要将RNA的逆转录片段cDNA重新定位到基因组当中需要更加复杂的专业化算法。要将不同外显子经过剪切拼接之后生成的RNA短片段重新定位到基因组中和将一个外显子生成的RNA短片段重新定位到基因组中是完全不一样的(图14)。

在RNA逆转录产物cDNA的定位操作中用到的诸如ERANGE(http://woldlab.caltech.edu/rnaseq)这类软件 包都会用到已知基因的外显子位置和内含子位置信息作为参考。这样,ERANGE软件包就能“横跨”多个外显子构建新的参考序列,然后再调用Maq程序或者 Bowtie程序将剪切后的RNA片段定位到参考序列中了。因为这种方法不能发现新的(人们未知的)剪切模式,所以有些科研人员就使用了一种“机器学习法 ”(machine learning method)来预测新的剪切模式。该方法借助现有的参考序列注释信息在统计模型(statistical model)上进行过演练。与此相反,TopHat软件包(http://tophat.cbcb.umd.edu)则不需要借助任何注释信息,它使用的 是Bowtie软件来发现包含有短片段的外显子,然后再将余下的短片段定位到前面发现的各种外显子连接体当中。还有一款程序G-Mo.R-Se(http://www.genoscope.cns.fr/externe/gmorse)使用的也是这种策略,不过它是借助RNA测序数据而不是 通过Bowtie软件来发现外显子的。

2.2 局限性及存在的问题

现有的用于短片段作图的方法都有其各自的局限性。比如,Maq和Bowtie软件在处理插入或缺失片段时就几乎不起作用。

有些软件,例如SHRiMP(http://compbio.cs.toronto.edu/shrimp,图15)就能支持ABI公司的“彩色空 隙(color space)”测序结果,但大部分软件都是不支持该结果的。剪切后短片段作图软件同样存在类似问题,而且它们还有自己的特殊问题。例如,基于注释信息的软件当然最多只能获得和注释信息相当的结果,但很多物种的全基因组注释信息都仅仅只是同源预测信息或计算机预测信息。如果“机器学习方法”受到错误的注释信息“操练”的话,也不会得出好结果。

因此,对于短片段作图软件的开发设计人员来说,还有很多问题需要去解决。所有的测序仪器生产厂家都在努力得到更长的测序片段结果,现有的短片段作图 软件能应付这些“大家伙”吗?Maq、Bowtie以及其它几种短片段作图软件都可以处理长度超过100bp的测序片段结果,但这只是在特定的情况下,而 且只有原本就是针对长片段设计的软件,例如BLAT才能更好地处理这类测序结果。另外,如果测序的样品物种序列和现有的参考序列差异很大,那该如何调整作 图软件的参数呢?软件能够自动调整参数吗?这样做出来的图质量又如何呢?上述这些问题的解决方案都依赖于采用的检测方法和分析范围。不过,随着技术的进步,相信所有这些问题很快都会被攻克的。

原文检索:Cole Trapnell & Steven L Salzberg. (2009) How to map billions of short reads onto genomes. Nature Biotechnology, 27(5): 455-457.

小词典1

“参考”基因组(‘reference’ genome)

每一个种内的物种的基因组都有数量一定且相对恒定的基因和基因排列方式,但由于某些基因或基因片段的突变形成了不同的物种。通常可以在种内以某一代表性物种的基因组作为模式基因组,以利于对其它物种的研究。这种“某一代表性物种的基因组”就是“参考”基因组了。

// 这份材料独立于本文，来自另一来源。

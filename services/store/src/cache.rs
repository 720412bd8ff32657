//! Layer-1 hot cache.
//!
//! Byte-bounded `lru::LruCache`. The cache holds the encrypted payload of
//! whole objects keyed by object id; it is never the only copy, so eviction
//! only drops bytes and never touches metadata.

use bytes::Bytes;
use lru::LruCache;
use parking_lot::Mutex;
use tracing::trace;

/// Recency order lives in the `LruCache`; the byte bound is enforced here.
struct CacheState {
    entries: LruCache<String, Bytes>,
    used_bytes: u64,
}

impl CacheState {
    fn new() -> Self {
        Self {
            entries: LruCache::unbounded(),
            used_bytes: 0,
        }
    }

    fn remove(&mut self, key: &str) -> Option<Bytes> {
        let data = self.entries.pop(key)?;
        self.used_bytes -= data.len() as u64;
        Some(data)
    }
}

/// Snapshot of cache occupancy.
#[derive(Debug, Clone, Copy, PartialEq, Eq)]
pub struct CacheUsage {
    pub entries: usize,
    pub used_bytes: u64,
    pub capacity_bytes: u64,
}

/// Bounded LRU cache of object bytes.
pub struct HotCache {
    capacity_bytes: u64,
    max_object_bytes: u64,
    state: Mutex<CacheState>,
}

impl HotCache {
    /// Create a cache holding at most `capacity_bytes`; objects above
    /// `object_fraction × capacity` are not admitted on the retrieve path.
    pub fn new(capacity_bytes: u64, object_fraction: f64) -> Self {
        let max_object_bytes = (capacity_bytes as f64 * object_fraction) as u64;
        Self {
            capacity_bytes,
            max_object_bytes,
            state: Mutex::new(CacheState::new()),
        }
    }

    /// Whether an object of this size may be cached opportunistically.
    pub fn is_eligible(&self, size_bytes: u64) -> bool {
        size_bytes <= self.max_object_bytes
    }

    /// Look up an entry, marking it most recently used.
    pub fn get(&self, key: &str) -> Option<Bytes> {
        self.state.lock().entries.get(key).cloned()
    }

    pub fn contains(&self, key: &str) -> bool {
        self.state.lock().entries.contains(key)
    }

    /// Mark an entry most recently used without reading it.
    pub fn touch(&self, key: &str) {
        self.state.lock().entries.promote(key);
    }

    /// Insert or replace an entry, evicting from the least recent end until the
    /// cache fits. Returns the evicted keys. Entries larger than the whole
    /// cache are rejected and nothing is evicted.
    pub fn insert(&self, key: impl Into<String>, data: Bytes) -> Vec<String> {
        let key = key.into();
        let size = data.len() as u64;
        if size > self.capacity_bytes {
            trace!(key = %key, size_bytes = size, "Entry larger than cache, not cached");
            return Vec::new();
        }

        let mut state = self.state.lock();
        state.remove(&key);

        let mut evicted = Vec::new();
        while state.used_bytes + size > self.capacity_bytes {
            let Some((victim, old)) = state.entries.pop_lru() else {
                break;
            };
            state.used_bytes -= old.len() as u64;
            evicted.push(victim);
        }

        state.used_bytes += size;
        state.entries.put(key, data);

        if !evicted.is_empty() {
            metrics::counter!("store.cache.evictions").increment(evicted.len() as u64);
        }
        evicted
    }

    pub fn remove(&self, key: &str) -> Option<Bytes> {
        self.state.lock().remove(key)
    }

    pub fn clear(&self) {
        let mut state = self.state.lock();
        state.entries.clear();
        state.used_bytes = 0;
    }

    pub fn usage(&self) -> CacheUsage {
        let state = self.state.lock();
        CacheUsage {
            entries: state.entries.len(),
            used_bytes: state.used_bytes,
            capacity_bytes: self.capacity_bytes,
        }
    }

    /// Keys from least to most recently used.
    pub fn lru_order(&self) -> Vec<String> {
        // The LruCache iterates most recent first
        let state = self.state.lock();
        let mut keys: Vec<String> = state.entries.iter().map(|(k, _)| k.clone()).collect();
        keys.reverse();
        keys
    }
}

3. 更快——只需15分钟、更便宜——只需100美元的人类基因组测序技术即将面世

很快,我们就会看到最新的人类基因组测序技术问世。有了这种新技术,人类基因组测序的费用将大为降低,平均每个样品只需要花费 100美元。同时,该技术的测序速度要比目前市场上广泛应用的第二代测序技术快2万倍,而且我们可以借助该技术实时的观测到人类基因组DNA被扩增的过程。

Stephen Turner是太平洋生物科技公司(Pacific Biosciences)的首席技术官(Chief Technology Officer),他表示,最新的商业化单分子实时测序仪(Single Molecule Real-Time sequencing,SMRT)将于2010年上市。

十年前,塞莱拉基因公司(Celera Genomics)和人类基因计划组(Human Genome Project)都花费了数年的时间才得到完整的人类基因组序列图。但到了2008年,由于有了新一代的测序仪,所以我们只用了几个月的时间就获得了James Watson的个人完整基因组序列。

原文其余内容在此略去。